3. More to Worry About. Wet nursing by surrogate mothers is still common in parts of the world. And even more common is the village mother who commonly picks up whatever child in the vicinity is crying and suckles it. With the advent of AIDS -- and the possibility of HIV being transmitted via breast milk -- both practices pose a dilemma that is only beginning to be considered.
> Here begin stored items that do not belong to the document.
//! Values whose concrete type is picked by the sender.

use serde::Deserialize;
use serde::Serialize;

use duorpc::duplex;
use duorpc::Binary;
use duorpc::Dynamic;
use duorpc::Error;
use duorpc::ErrorCode;
use duorpc::Json;
use duowire::CodecError;

#[derive(Debug, Clone, PartialEq, Serialize, Deserialize)]
struct Point {
    x: i32,
    y: i32,
}

#[derive(Debug, Clone, PartialEq, Serialize, Deserialize)]
struct Label(String);

async fn describe(value: Dynamic) -> anyhow::Result<String> {
    if let Some(point) = value.downcast_ref::<Point>() {
        return Ok(format!("point {} {}", point.x, point.y));
    }
    if let Some(Label(text)) = value.downcast_ref::<Label>() {
        return Ok(format!("label {}", text));
    }
    let name = value.type_name().to_owned();
    match value.downcast::<Point>() {
        Ok(point) => Ok(format!("tree point {} {}", point.x, point.y)),
        Err(_) => Err(anyhow::anyhow!("cannot describe {}", name)),
    }
}

#[tokio::test]
async fn test_binary_registered_types() {
    let (a, b) = duplex::pair::<Binary>();
    for session in [&a, &b] {
        session.register_type::<Point>().expect("register Point");
        session.register_type::<Label>().expect("register Label");
    }
    b.server().register_fn("describe", describe).expect("register describe");
    b.server()
        .register_fn("origin", || async { Ok::<_, anyhow::Error>(Dynamic::new(Point { x: 0, y: 0 })) })
        .expect("register origin");
    a.spawn();
    b.spawn();

    let text: String = a.client().call("describe", (Dynamic::new(Point { x: 1, y: 2 }),)).await.expect("point");
    assert_eq!(text, "point 1 2");

    let text: String = a.client().call("describe", (Dynamic::new(Label("hi".into())),)).await.expect("label");
    assert_eq!(text, "label hi");

    let origin: Dynamic = a.client().call("origin", ()).await.expect("origin");
    assert!(origin.is::<Point>());
    assert_eq!(origin.downcast::<Point>().expect("downcast"), Point { x: 0, y: 0 });
}

#[tokio::test]
async fn test_binary_unregistered_send_fails_locally() {
    let (a, b) = duplex::pair::<Binary>();
    b.server().register_fn("describe", describe).expect("register describe");
    a.spawn();
    b.spawn();

    let err = a.client().call::<_, String>("describe", (Dynamic::new(Point { x: 1, y: 2 }),)).await.unwrap_err();
    match err {
        Error::Codec(CodecError::Unregistered(name)) => assert!(name.ends_with("Point"), "{}", name),
        other => panic!("expected an unregistered type, got {}", other),
    }
    assert_eq!(a.client().pending_calls(), 0);
}

#[tokio::test]
async fn test_binary_unregistered_receive_is_invalid_params() {
    let (a, b) = duplex::pair::<Binary>();
    a.register_type::<Point>().expect("register Point");
    b.server().register_fn("describe", describe).expect("register describe");
    a.spawn();
    b.spawn();

    let err = a.client().call::<_, String>("describe", (Dynamic::new(Point { x: 1, y: 2 }),)).await.unwrap_err();
    assert!(err.is(ErrorCode::InvalidParams), "{}", err);
}

#[tokio::test]
async fn test_json_needs_no_registration() {
    let (a, b) = duplex::pair::<Json>();
    b.server().register_fn("describe", describe).expect("register describe");
    a.spawn();
    b.spawn();

    let text: String = a.client().call("describe", (Dynamic::new(Point { x: 3, y: 4 }),)).await.expect("point");
    assert_eq!(text, "tree point 3 4");

    let err = a.client().call::<_, String>("describe", (Dynamic::new(Label("hi".into())),)).await.unwrap_err();
    assert!(err.is(ErrorCode::FunctionError), "{}", err);
}

#[tokio::test]
async fn test_conflicting_names_are_refused() {
    let format = Binary::new();
    format.register_type_as::<Point>("shape").expect("first name");
    format.register_type_as::<Point>("shape").expect("same name again");

    let err = format.register_type_as::<Label>("shape").unwrap_err();
    assert!(matches!(err, CodecError::RegistrationConflict { .. }), "{}", err);
}
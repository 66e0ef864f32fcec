//! # Dynamic Values
//!
//! A `Dynamic` holds a value whose concrete type is chosen by the sender.
//! It is how a parameter or result says "any registered type".
//!
//! On the wire:
//!
//! - Self-describing formats write `{"type": <name>, "value": <value>}`.
//!   No registration is needed; the receiver keeps the decoded tree and
//!   converts it on demand.
//! - The schema-registered format writes `(name, bytes)`. The concrete type
//!   must be registered on both sides; a miss fails the encode or decode
//!   with `CodecError::Unregistered`.

use std::any::Any;
use std::any::TypeId;

use serde::de::DeserializeOwned;
use serde::de;
use serde::ser;
use serde::Deserialize;
use serde::Deserializer;
use serde::Serialize;
use serde::Serializer;

use crate::error::CodecError;
use crate::error::Result;
use crate::format::WireType;
use crate::registry;
use crate::registry::AnyValue;

enum Inner {
    /// A live value of a known Rust type.
    Native {
        value: AnyValue,
        type_id: TypeId,
        to_json: fn(&(dyn Any + Send + Sync)) -> Result<serde_json::Value>,
    },
    /// A value decoded from a self-describing format.
    Tree(serde_json::Value),
}

/// A value of any wire type.
pub struct Dynamic {
    type_name: String,
    inner: Inner,
}

#[derive(Serialize)]
struct TaggedRef<'a> {
    #[serde(rename = "type")]
    type_name: &'a str,
    value: &'a serde_json::Value,
}

#[derive(Deserialize)]
struct Tagged {
    #[serde(rename = "type")]
    type_name: String,
    value: serde_json::Value,
}

impl Dynamic {
    pub fn new<T: WireType>(value: T) -> Self {
        let entry = registry::TypeEntry::of::<T>();
        Self {
            type_name: entry.type_name.to_owned(),
            inner: Inner::Native {
                value: Box::new(value),
                type_id: entry.type_id,
                to_json: entry.to_json,
            },
        }
    }

    /// The name of the concrete type, as the sender knew it.
    pub fn type_name(&self) -> &str {
        &self.type_name
    }

    pub fn is<T: 'static>(&self) -> bool {
        match &self.inner {
            Inner::Native { type_id, .. } => *type_id == TypeId::of::<T>(),
            Inner::Tree(_) => false,
        }
    }

    /// Borrow the live value; `None` for values decoded from a tree.
    pub fn downcast_ref<T: 'static>(&self) -> Option<&T> {
        match &self.inner {
            Inner::Native { value, .. } => value.downcast_ref::<T>(),
            Inner::Tree(_) => None,
        }
    }

    /// Take the value out as `T`.
    pub fn downcast<T: DeserializeOwned + 'static>(self) -> Result<T> {
        match self.inner {
            Inner::Native { value, .. } => value
                .downcast::<T>()
                .map(|boxed| *boxed)
                .map_err(|_| CodecError::TypeMismatch {
                    expected: std::any::type_name::<T>().into(),
                    found: self.type_name,
                }),
            Inner::Tree(tree) => Ok(serde_json::from_value(tree)?),
        }
    }

    fn to_tree(&self) -> Result<serde_json::Value> {
        match &self.inner {
            Inner::Native { value, to_json, .. } => to_json(&**value),
            Inner::Tree(tree) => Ok(tree.clone()),
        }
    }
}

impl Serialize for Dynamic {
    fn serialize<S: Serializer>(&self, serializer: S) -> std::result::Result<S::Ok, S::Error> {
        let Some(registry) = registry::active() else {
            let tree = self.to_tree().map_err(ser::Error::custom)?;
            return TaggedRef { type_name: &self.type_name, value: &tree }.serialize(serializer);
        };

        let Inner::Native { value, type_id, .. } = &self.inner else {
            registry::note_missing(&self.type_name);
            return Err(ser::Error::custom(format_args!(
                "`{}` was decoded without its type and cannot be re-encoded",
                self.type_name
            )));
        };

        let Some((name, entry)) = registry.entry_for(*type_id) else {
            registry::note_missing(&self.type_name);
            return Err(ser::Error::custom(format_args!("type `{}` is not registered", self.type_name)));
        };

        let bytes = (entry.encode)(&**value).map_err(ser::Error::custom)?;
        (name, bytes).serialize(serializer)
    }
}

impl<'de> Deserialize<'de> for Dynamic {
    fn deserialize<D: Deserializer<'de>>(deserializer: D) -> std::result::Result<Self, D::Error> {
        let Some(registry) = registry::active() else {
            let tagged = Tagged::deserialize(deserializer)?;
            return Ok(Self { type_name: tagged.type_name, inner: Inner::Tree(tagged.value) });
        };

        let (name, bytes) = <(String, Vec<u8>)>::deserialize(deserializer)?;
        let Some(entry) = registry.entry_named(&name) else {
            registry::note_missing(&name);
            return Err(de::Error::custom(format_args!("type `{}` is not registered", name)));
        };

        let value = (entry.decode)(&bytes).map_err(de::Error::custom)?;
        Ok(Self {
            type_name: entry.type_name.to_owned(),
            inner: Inner::Native { value, type_id: entry.type_id, to_json: entry.to_json },
        })
    }
}

impl std::fmt::Debug for Dynamic {
    fn fmt(&self, f: &mut std::fmt::Formatter<'_>) -> std::fmt::Result {
        match &self.inner {
            Inner::Native { .. } => write!(f, "Dynamic<{}>", self.type_name),
            Inner::Tree(tree) => write!(f, "Dynamic<{}>({})", self.type_name, tree),
        }
    }
}

#[cfg(test)]
mod tests {
    use serde::Deserialize;
    use serde::Serialize;

    use super::*;

    #[derive(Debug, Clone, PartialEq, Serialize, Deserialize)]
    struct Point {
        x: i32,
        y: i32,
    }

    #[test]
    fn native_downcast() {
        let value = Dynamic::new(Point { x: 1, y: 2 });
        assert!(value.is::<Point>());
        assert_eq!(value.downcast_ref::<Point>(), Some(&Point { x: 1, y: 2 }));
        assert!(value.downcast::<String>().is_err());
    }

    #[test]
    fn tagged_json_round_trip() {
        let text = serde_json::to_string(&Dynamic::new(Point { x: 3, y: 4 })).unwrap();
        assert!(text.contains(r#""value":{"x":3,"y":4}"#));

        let back: Dynamic = serde_json::from_str(&text).unwrap();
        assert!(back.type_name().ends_with("Point"));
        assert_eq!(back.downcast::<Point>().unwrap(), Point { x: 3, y: 4 });
    }
}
4. Food for AIDS Victims. The Bank's first project with an explicit sub-component to provide food to AIDS-afflicted families -- this for Rwanda will be taken up by the Board on June 17. (See paragraph 18.)

Operations

5. Latin America & Caribbean. The on-again, off-again MCH and Nutrition Project in Arzentina is back on track, thanks to a strong job by UNICEF in mobilizing a team of some two dozen Argentine experts -- in many cases the tops in their fields there. Working away in the same building where Evita Peron once held forth, the team has come up with one of the most detailed proposals of its kind yet received by the Bank. The main remaining concerns for an otherwise technically strong project relate to organization and management. Problems we are up against are reflected in the fact that the Ministry of Health has had six different Ministers and six different Secretaries in the last two years. (Task Manager: Pepe Andreu, LA4HR.) UNICEF's partnership with the Bank in this undertaking offers an excellent model for operations elsewhere. In short, the Bank was involved in the early stages in making arrangements (including government financing) for the preparation team. UNICEF mobilized the experts and effectively supervised the preparation process. The result: the Bank is receiving a first-rate proposal, far advanced of what normally is seen at appraisal.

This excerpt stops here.